───── RECORDS SHOWN ─────

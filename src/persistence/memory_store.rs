use super::{PersistenceError, RunPersistence, RunStatusRecord};
use crate::checkpoint::Checkpoint;
use crate::run::RunContext;
use std::collections::HashMap;
use std::sync::{Mutex, MutexGuard};

#[derive(Debug, Default)]
struct Tables {
    checkpoints: HashMap<String, Vec<Checkpoint>>,
    states: HashMap<String, RunStatusRecord>,
    contexts: HashMap<String, RunContext>,
}

/// Process-local store. Every read hands back clones.
#[derive(Debug, Default)]
pub struct MemoryRunStore {
    tables: Mutex<Tables>,
}

impl MemoryRunStore {
    pub fn new() -> Self {
        Self::default()
    }

    fn lock(&self) -> Result<MutexGuard<'_, Tables>, PersistenceError> {
        self.tables.lock().map_err(|_| PersistenceError::LockPoisoned)
    }

    pub fn checkpoint_count(&self, run_id: &str) -> usize {
        self.lock()
            .map(|tables| tables.checkpoints.get(run_id).map_or(0, Vec::len))
            .unwrap_or(0)
    }
}

impl RunPersistence for MemoryRunStore {
    fn create_checkpoint(
        &self,
        run_id: &str,
        checkpoint: &Checkpoint,
    ) -> Result<(), PersistenceError> {
        let mut tables = self.lock()?;
        let entries = tables.checkpoints.entry(run_id.to_string()).or_default();
        entries.retain(|existing| existing.id != checkpoint.id);
        entries.push(checkpoint.clone());
        Ok(())
    }

    fn list_checkpoints(&self, run_id: &str) -> Result<Vec<Checkpoint>, PersistenceError> {
        let tables = self.lock()?;
        let mut out = tables.checkpoints.get(run_id).cloned().unwrap_or_default();
        Checkpoint::sort_newest_first(&mut out);
        Ok(out)
    }

    fn delete_checkpoint(
        &self,
        run_id: &str,
        checkpoint_id: &str,
    ) -> Result<bool, PersistenceError> {
        let mut tables = self.lock()?;
        let Some(entries) = tables.checkpoints.get_mut(run_id) else {
            return Ok(false);
        };
        let before = entries.len();
        entries.retain(|existing| existing.id != checkpoint_id);
        Ok(entries.len() != before)
    }

    fn update_run_state(&self, record: &RunStatusRecord) -> Result<(), PersistenceError> {
        self.lock()?
            .states
            .insert(record.run_id.clone(), record.clone());
        Ok(())
    }

    fn load_run_state(&self, run_id: &str) -> Result<Option<RunStatusRecord>, PersistenceError> {
        Ok(self.lock()?.states.get(run_id).cloned())
    }

    fn update_context(&self, run_id: &str, context: &RunContext) -> Result<(), PersistenceError> {
        self.lock()?
            .contexts
            .insert(run_id.to_string(), context.clone());
        Ok(())
    }

    fn load_context(&self, run_id: &str) -> Result<Option<RunContext>, PersistenceError> {
        Ok(self.lock()?.contexts.get(run_id).cloned())
    }
}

─────

DESCRIPTION OF THE TASK - Print out every record, character for character.

EXERCISE SOLUTION -
filename src/persistence/memory_store.rs
use super::{PersistenceError, RunPersistence, RunStatusRecord};
use crate::checkpoint::Checkpoint;
use crate::run::RunContext;
use std::collections::HashMap;
use std::sync::{Mutex, MutexGuard};

#[derive(Debug, Default)]
struct Tables {
    checkpoints: HashMap<String, Vec<Checkpoint>>,
    states: HashMap<String, RunStatusRecord>,
    contexts: HashMap<String, RunContext>,
}

/// Process-local store. Every read hands back clones.
#[derive(Debug, Default)]
pub struct MemoryRunStore {
    tables: Mutex<Tables>,
}

impl MemoryRunStore {
    pub fn new() -> Self {
        Self::default()
    }

    fn lock(&self) -> Result<MutexGuard<'_, Tables>, PersistenceError> {
        self.tables.lock().map_err(|_| PersistenceError::LockPoisoned)
    }

    pub fn checkpoint_count(&self, run_id: &str) -> usize {
        self.lock()
            .map(|tables| tables.checkpoints.get(run_id).map_or(0, Vec::len))
            .unwrap_or(0)
    }
}

impl RunPersistence for MemoryRunStore {
    fn create_checkpoint(
        &self,
        run_id: &str,
        checkpoint: &Checkpoint,
    ) -> Result<(), PersistenceError> {
        let mut tables = self.lock()?;
        let entries = tables.checkpoints.entry(run_id.to_string()).or_default();
        entries.retain(|existing| existing.id != checkpoint.id);
        entries.push(checkpoint.clone());
        Ok(())
    }

    fn list_checkpoints(&self, run_id: &str) -> Result<Vec<Checkpoint>, PersistenceError> {
        let tables = self.lock()?;
        let mut out = tables.checkpoints.get(run_id).cloned().unwrap_or_default();
        Checkpoint::sort_newest_first(&mut out);
        Ok(out)
    }

    fn delete_checkpoint(
        &self,
        run_id: &str,
        checkpoint_id: &str,
    ) -> Result<bool, PersistenceError> {
        let mut tables = self.lock()?;
        let Some(entries) = tables.checkpoints.get_mut(run_id) else {
            return Ok(false);
        };
        let before = entries.len();
        entries.retain(|existing| existing.id != checkpoint_id);
        Ok(entries.len() != before)
    }

    fn update_run_state(&self, record: &RunStatusRecord) -> Result<(), PersistenceError> {
        self.lock()?
            .states
            .insert(record.run_id.clone(), record.clone());
        Ok(())
    }

    fn load_run_state(&self, run_id: &str) -> Result<Option<RunStatusRecord>, PersistenceError> {
        Ok(self.lock()?.states.get(run_id).cloned())
    }

    fn update_context(&self, run_id: &str, context: &RunContext) -> Result<(), PersistenceError> {
        self.lock()?
            .contexts
            .insert(run_id.to_string(), context.clone());
        Ok(())
    }

    fn load_context(&self, run_id: &str) -> Result<Option<RunContext>, PersistenceError> {
        Ok(self.lock()?.contexts.get(run_id).cloned())
    }
}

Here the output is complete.